In situ FTIR studies of the mechanism of NO x storage and reduction on Pt/Ba/Al 2O 3 catalysts

Abstract

The mechanism of NO x adsorption and reaction on a typical 1 wt.% Pt/20 wt.% BaO/Al 2O 3 NO x storage reduction (NSR) catalyst was studied by the use of in situ Fourier Transform InfraRed (FTIR) spectroscopy. Parallel studies were also conducted with the individual components of the NSR system (i.e., 1 wt.% Pt/Al 2O 3 and 20 wt.% BaO/Al 2O 3) in an effort to identify the role and importance of each component in the NSR process.

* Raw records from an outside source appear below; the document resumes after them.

//! Server configuration loading from file and environment variables.

use serde::Deserialize;
use std::net::{IpAddr, Ipv4Addr};
use thiserror::Error;

/// Top-level server configuration.
#[derive(Debug, Clone, Default, Deserialize)]
pub struct Config {
    /// Server network settings.
    #[serde(default)]
    pub server: ServerConfig,

    /// Database settings.
    #[serde(default)]
    pub database: DatabaseConfig,

    /// Logging settings.
    #[serde(default)]
    pub logging: LoggingConfig,

    /// Event API limits.
    #[serde(default)]
    pub events: EventsConfig,
}

/// Network configuration for the HTTP server.
#[derive(Debug, Clone, Deserialize)]
pub struct ServerConfig {
    /// Host address to bind to.
    #[serde(default = "default_host")]
    pub host: IpAddr,

    /// Port to listen on.
    #[serde(default = "default_port")]
    pub port: u16,
}

/// Database configuration.
#[derive(Debug, Clone, Deserialize)]
pub struct DatabaseConfig {
    /// Path to the SQLite database file.
    #[serde(default = "default_db_path")]
    pub path: String,

    /// SQLite busy timeout, in milliseconds.
    #[serde(default = "default_busy_timeout_ms")]
    pub busy_timeout_ms: u64,

    /// Maximum pooled connections.
    #[serde(default = "default_pool_max_size")]
    pub pool_max_size: u32,

    /// Per-connection page cache, in KiB.
    #[serde(default = "default_cache_size_kib")]
    pub cache_size_kib: u32,
}

/// Logging configuration.
#[derive(Debug, Clone, Deserialize)]
pub struct LoggingConfig {
    /// Log level filter (e.g., "info", "debug", "calvault_events=debug,info").
    #[serde(default = "default_log_level")]
    pub level: String,

    /// Whether to output logs in JSON format.
    #[serde(default)]
    pub json: bool,
}

/// Limits applied to `POST /api/events`.
#[derive(Debug, Clone, Deserialize)]
pub struct EventsConfig {
    /// Largest page a client may request; also the default page size.
    #[serde(default = "default_max_page_size")]
    pub max_page_size: u32,

    /// Most explicit ids a single request may list across all filters.
    #[serde(default = "default_max_filter_ids")]
    pub max_filter_ids: usize,
}

fn default_host() -> IpAddr {
    IpAddr::V4(Ipv4Addr::new(127, 0, 0, 1))
}

fn default_port() -> u16 {
    3000
}

fn default_db_path() -> String {
    "calvault.db".to_string()
}

fn default_busy_timeout_ms() -> u64 {
    5_000
}

fn default_pool_max_size() -> u32 {
    8
}

fn default_cache_size_kib() -> u32 {
    16_384
}

fn default_log_level() -> String {
    "info".to_string()
}

fn default_max_page_size() -> u32 {
    200
}

fn default_max_filter_ids() -> usize {
    1_000
}

/// Upper bound for `events.max_filter_ids`. Each id is bound twice, and the
/// result must stay below SQLite's default limit of 32766 host parameters.
pub const MAX_FILTER_IDS_CEILING: usize = 16_000;

impl Default for ServerConfig {
    fn default() -> Self {
        Self {
            host: default_host(),
            port: default_port(),
        }
    }
}

impl Default for DatabaseConfig {
    fn default() -> Self {
        Self {
            path: default_db_path(),
            busy_timeout_ms: default_busy_timeout_ms(),
            pool_max_size: default_pool_max_size(),
            cache_size_kib: default_cache_size_kib(),
        }
    }
}

impl Default for LoggingConfig {
    fn default() -> Self {
        Self {
            level: default_log_level(),
            json: false,
        }
    }
}

impl Default for EventsConfig {
    fn default() -> Self {
        Self {
            max_page_size: default_max_page_size(),
            max_filter_ids: default_max_filter_ids(),
        }
    }
}

/// Errors that can occur when loading configuration.
#[derive(Debug, Error)]
pub enum ConfigError {
    /// Failed to read the configuration file.
    #[error("failed to read config file: {0}")]
    FileRead(#[from] std::io::Error),

    /// Failed to parse the configuration file.
    #[error("failed to parse config file: {0}")]
    Parse(#[from] toml::de::Error),

    /// A setting is outside its accepted range.
    #[error("invalid config value for {key}: {reason}")]
    Invalid {
        /// Dotted path of the offending setting.
        key: &'static str,
        /// Why the value was rejected.
        reason: String,
    },
}

/// Loads configuration from a TOML file, falling back to defaults.
///
/// Environment variable overrides:
/// - `CALVAULT_HOST` overrides `server.host`
/// - `CALVAULT_PORT` overrides `server.port`
/// - `CALVAULT_DB_PATH` overrides `database.path`
/// - `CALVAULT_DB_BUSY_TIMEOUT_MS` overrides `database.busy_timeout_ms`
/// - `CALVAULT_DB_POOL_MAX_SIZE` overrides `database.pool_max_size`
/// - `CALVAULT_LOG_LEVEL` overrides `logging.level`
/// - `CALVAULT_LOG_JSON` overrides `logging.json` (set to "true" to enable)
/// - `CALVAULT_MAX_PAGE_SIZE` overrides `events.max_page_size`
/// - `CALVAULT_MAX_FILTER_IDS` overrides `events.max_filter_ids`
///
/// # Errors
///
/// Returns `ConfigError` if the file exists but cannot be read or parsed,
/// or if a setting is out of range after overrides are applied.
pub fn load_config(path: Option<&str>) -> Result<Config, ConfigError> {
    let mut config = match path {
        Some(p) => match std::fs::read_to_string(p) {
            Ok(contents) => toml::from_str(&contents)?,
            Err(e) if e.kind() == std::io::ErrorKind::NotFound => {
                tracing::info!(path = p, "config file not found, using defaults");
                Config::default()
            }
            Err(e) => return Err(ConfigError::FileRead(e)),
        },
        None => Config::default(),
    };

    apply_env_overrides(&mut config, |key| std::env::var(key).ok());
    validate(&config)?;
    Ok(config)
}

fn validate(config: &Config) -> Result<(), ConfigError> {
    // A zero page size would reach the query as "no limit".
    if config.events.max_page_size == 0 {
        return Err(ConfigError::Invalid {
            key: "events.max_page_size",
            reason: "must be at least 1".to_string(),
        });
    }
    if !(1..=MAX_FILTER_IDS_CEILING).contains(&config.events.max_filter_ids) {
        return Err(ConfigError::Invalid {
            key: "events.max_filter_ids",
            reason: format!("must be between 1 and {MAX_FILTER_IDS_CEILING}"),
        });
    }
    if config.database.pool_max_size == 0 {
        return Err(ConfigError::Invalid {
            key: "database.pool_max_size",
            reason: "must be at least 1".to_string(),
        });
    }
    Ok(())
}

fn apply_env_overrides(config: &mut Config, var: impl Fn(&str) -> Option<String>) {
    if let Some(parsed) = var("CALVAULT_HOST").and_then(|v| v.parse().ok()) {
        config.server.host = parsed;
    }
    if let Some(parsed) = var("CALVAULT_PORT").and_then(|v| v.parse().ok()) {
        config.server.port = parsed;
    }
    if let Some(db_path) = var("CALVAULT_DB_PATH") {
        config.database.path = db_path;
    }
    if let Some(parsed) = var("CALVAULT_DB_BUSY_TIMEOUT_MS").and_then(|v| v.parse().ok()) {
        config.database.busy_timeout_ms = parsed;
    }
    if let Some(parsed) = var("CALVAULT_DB_POOL_MAX_SIZE").and_then(|v| v.parse().ok()) {
        config.database.pool_max_size = parsed;
    }
    if let Some(level) = var("CALVAULT_LOG_LEVEL") {
        config.logging.level = level;
    }
    if let Some(json) = var("CALVAULT_LOG_JSON") {
        config.logging.json = json == "true" || json == "1";
    }
    if let Some(parsed) = var("CALVAULT_MAX_PAGE_SIZE").and_then(|v| v.parse().ok()) {
        config.events.max_page_size = parsed;
    }
    if let Some(parsed) = var("CALVAULT_MAX_FILTER_IDS").and_then(|v| v.parse().ok()) {
        config.events.max_filter_ids = parsed;
    }
}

Finally, the role of SO 2 was also investigated, since it has been reported that it represents a poison for the NSR process. The results indicate that at 350 °C NO x is stored on the NSR catalyst primarily in the form of barium nitrite and nitrate species. In the presence of Pt a conversion of the surface barium nitrite to bulk barium nitrate is taking place during the storage phase. This step is accelerated in the presence of gas phase oxygen and at elevated temperatures. Both barium nitrite and nitrate species are reduced in the presence of propylene, although at different rates. These reactions are catalyzed by Pt and do not proceed at any significant rate over the BaO/Al 2O 3 sample. Finally, the formation of surface and bulk barium sulfates was observed when SO 2 was introduced as a component of the NO-containing gas phase mixture. These species are stable on the catalyst surface under the reduction conditions studied and inhibit the NO x storage process.